- Bob Herman
- Jul 10
Health care's widespread overbilling problem
Eric Gay / AP
The health care system's complex payment system gives doctors and hospitals lots of incentives to bill for more expensive services than they actually provide, a practice known as upcoding. Numerous settlements between health care companies and the Department of Justice indicate it's a widespread problem.
Why it matters: Upcoding affects everyone — it saps money from the taxpayer-funded Medicare and Medicaid programs and could lead to higher premiums for people with commercial insurance. But there's no evidence the health care system is fighting upcoding effectively, or that the problem will go away.
The basics of upcoding: Health care providers document what they do as much as possible because they want to maximize their revenue and profit in an era of declining payments. Just take a quick glance at the multitude of industry coding webinars, including one titled "Keeping up with the Code-ashians."
But this can spur people to exaggerate medical claims or willfully overbill.
- Carolinas HealthCare System, a hospital system based in North Carolina, paid $6.5 million to the Department of Justice last month to settle allegations that it knowingly overcharged Medicare and Medicaid for urine drug tests.
- Instead of coding for the lower-paying "moderate complexity" urine drug tests, Carolinas' doctors allegedly used "high complexity" codes. The settlement cleared Carolinas of liability.
- The services that are most vulnerable to upcoding are routine doctors' visits, known in the medical billing world as "evaluation and management" visits, and lab services. Billions of dollars have been wasted on those incorrectly coded services, according to the federal government.
- This practice is separate from fraudulently billing for services that were never provided or weren't necessary, but it's a fine line.
- There have been numerous other upcoding settlements with the Department of Justice over the past several years, including a $60 million settlement against IPC Healthcare, a national doctors group that was bought by TeamHealth.
Part of the problem is not every doctor or coder views medical services the same way. Notes and codes are vague, and interpretations can be different.
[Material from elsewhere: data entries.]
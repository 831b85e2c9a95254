pub mod action;
pub mod agent;
pub mod browser;
pub mod cua;
pub mod docker;
pub mod safety;

pub use action::{normalize, NormalizedAction, Point};
pub use agent::{AgentError, Computer, ConversationEngine, ConversationState, EngineConfig, TurnEvent};
pub use browser::{BrowserConfig, ChromiumComputer};
pub use cua::{CuaClient, CuaConfig, Environment, ModelClient};
pub use docker::{DockerComputer, DockerConfig, SessionState};
pub use safety::{AutoApprove, SafetyPolicy, UrlGuard};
"You couple that ambiguity with a system that rewards increasing intensity of services, and it shouldn't be surprising that you wind up with upcoding," said Christopher Brunt, a health economist at Georgia Southern University who has studied the issue.
Punishments don't appear to be working: The financial penalties for upcoding can be severe, especially for smaller doctor groups. But the Department of Justice doesn't appear to be changing behaviors among the larger organizations. Carolinas' $6.5 million settlement, for example, is just 0.1% of the hospital system's revenue, or 3% of its operating income. U.S. Attorney Jill Westmoreland Rose, who oversaw the Carolinas settlement, wasn't available for an interview.
The continued use of higher-level medical codes "seems too prevalent to me to indicate that DOJ is a real credible threat," Brunt said.
This goes beyond providers: Health insurers, especially those that participate in Medicare Advantage, have been accused of inflating medical codes for members as well.